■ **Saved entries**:
* * * * * * *

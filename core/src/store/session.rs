//! Current-session row, settings, and provider configuration.

use super::SaveStore;
use crate::{
    error::SaveResult,
    snapshot::CurrentGameState,
    types::{Millis, SaveTier},
};
use rusqlite::{params, OptionalExtension};
use serde::{Deserialize, Serialize};
use serde_json::Value;

/// Endpoint and credentials for one AI service. Stored only.
#[derive(Debug, Clone, Serialize, Deserialize, PartialEq)]
#[serde(rename_all = "camelCase")]
pub struct ProviderConfig {
    pub service:    String,
    pub endpoint:   String,
    pub api_key:    String,
    pub model:      String,
    pub updated_at: Millis,
}

impl SaveStore {
    // ── Current game state ─────────────────────────────────────

    pub fn put_current_state(&self, state: &CurrentGameState) -> SaveResult<()> {
        self.conn.execute(
            "INSERT OR REPLACE INTO current_game_state
                (id, session_id, last_save_id, last_save_type, updated_at)
             VALUES (1, ?1, ?2, ?3, ?4)",
            params![
                state.session_id,
                state.last_save_id,
                state.last_save_type.map(|t| t.as_str()),
                state.updated_at,
            ],
        )?;
        Ok(())
    }

    pub fn current_state(&self) -> SaveResult<Option<CurrentGameState>> {
        let row = self
            .conn
            .query_row(
                "SELECT session_id, last_save_id, last_save_type, updated_at
                 FROM current_game_state WHERE id = 1",
                [],
                |r| {
                    Ok((
                        r.get::<_, String>(0)?,
                        r.get::<_, Option<i64>>(1)?,
                        r.get::<_, Option<String>>(2)?,
                        r.get::<_, i64>(3)?,
                    ))
                },
            )
            .optional()?;
        Ok(row.map(|(session_id, last_save_id, last_save_type, updated_at)| {
            CurrentGameState {
                session_id,
                last_save_id,
                last_save_type: last_save_type.as_deref().and_then(SaveTier::parse),
                updated_at,
            }
        }))
    }

    // ── Settings ───────────────────────────────────────────────

    pub fn set_setting(&self, key: &str, value: &Value, now: Millis) -> SaveResult<()> {
        self.conn.execute(
            "INSERT OR REPLACE INTO settings (key, value, updated_at) VALUES (?1, ?2, ?3)",
            params![key, serde_json::to_string(value)?, now],
        )?;
        Ok(())
    }

    /// `None` for a missing key or a value that no longer parses.
    pub fn setting(&self, key: &str) -> SaveResult<Option<Value>> {
        let raw: Option<String> = self
            .conn
            .query_row(
                "SELECT value FROM settings WHERE key = ?1",
                params![key],
                |r| r.get(0),
            )
            .optional()?;
        Ok(raw.and_then(|s| match serde_json::from_str(&s) {
            Ok(v) => Some(v),
            Err(e) => {
                log::warn!("setting '{key}' unreadable, ignoring: {e}");
                None
            }
        }))
    }

    // ── Provider config ────────────────────────────────────────

    pub fn upsert_provider_config(&self, config: &ProviderConfig) -> SaveResult<()> {
        self.conn.execute(
            "INSERT OR REPLACE INTO provider_config
                (service, endpoint, api_key, model, updated_at)
             VALUES (?1, ?2, ?3, ?4, ?5)",
            params![
                config.service,
                config.endpoint,
                config.api_key,
                config.model,
                config.updated_at,
            ],
        )?;
        Ok(())
    }

    pub fn provider_configs(&self) -> SaveResult<Vec<ProviderConfig>> {
        let mut stmt = self.conn.prepare(
            "SELECT service, endpoint, api_key, model, updated_at
             FROM provider_config ORDER BY service",
        )?;
        let rows = stmt
            .query_map([], |r| {
                Ok(ProviderConfig {
                    service:    r.get(0)?,
                    endpoint:   r.get(1)?,
                    api_key:    r.get(2)?,
                    model:      r.get(3)?,
                    updated_at: r.get(4)?,
                })
            })?
            .collect::<Result<Vec<_>, _>>()?;
        Ok(rows)
    }

    pub fn remove_provider_config(&self, service: &str) -> SaveResult<()> {
        self.conn.execute(
            "DELETE FROM provider_config WHERE service = ?1",
            params![service],
        )?;
        Ok(())
    }
}
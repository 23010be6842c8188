//! Collaborator trait and helpers.
//!
//! RULE: Every gameplay subsystem that owns state implements Snapshottable.
//! The aggregator treats each one's blob as opaque: it never reads inside
//! it and never lets one collaborator's failure abort the whole snapshot.

use crate::{error::SaveResult, merge::deep_merge, state::WorldState};
use serde::{de::DeserializeOwned, Serialize};
use serde_json::{json, Value};
use std::any::Any;

/// The contract every persisted subsystem must fulfill.
pub trait Snapshottable {
    /// Unique stable key. The blob is stored under `subsystems[key]`.
    fn key(&self) -> &'static str;

    /// Plain JSON view of this subsystem's state. Must not touch any
    /// other subsystem.
    fn capture(&self) -> SaveResult<Value>;

    /// Apply a captured blob. `None` or missing fields leave the current
    /// values in place.
    fn restore(&mut self, data: Option<&Value>) -> SaveResult<()>;

    /// Identifying fields recorded when `capture()` fails.
    fn identity(&self) -> Value {
        json!({ "key": self.key() })
    }

    /// Back to the state of a fresh game.
    fn reset(&mut self);

    /// For downcasting by the host and in tests.
    fn as_any(&self) -> &dyn Any;
    fn as_any_mut(&mut self) -> &mut dyn Any;
}

/// A live, UI-facing mirror of part of the world state. Re-bound after
/// every load so it never shows pre-load values.
pub trait StateProjection {
    fn rebind(&mut self, state: &WorldState);

    fn as_any(&self) -> &dyn Any;
}

/// Serialize a collaborator's state struct.
pub fn capture_state<T: Serialize>(state: &T) -> SaveResult<Value> {
    Ok(serde_json::to_value(state)?)
}

/// Merge `data` onto the current state and write the result back.
/// On error `state` is left untouched.
pub fn restore_state<T>(state: &mut T, data: Option<&Value>) -> SaveResult<()>
where
    T: Serialize + DeserializeOwned,
{
    let Some(data) = data else { return Ok(()) };
    let merged = deep_merge(serde_json::to_value(&*state)?, data.clone());
    *state = serde_json::from_value(merged)?;
    Ok(())
}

* * * * * * *

Each line from the one containing "pub fn restore_state<T>(state: &mut" through the final line of the records must be repeated exactly, with no line added or dropped.

pub fn restore_state<T>(state: &mut T, data: Option<&Value>) -> SaveResult<()>
where
    T: Serialize + DeserializeOwned,
{
    let Some(data) = data else { return Ok(()) };
    let merged = deep_merge(serde_json::to_value(&*state)?, data.clone());
    *state = serde_json::from_value(merged)?;
    Ok(())
}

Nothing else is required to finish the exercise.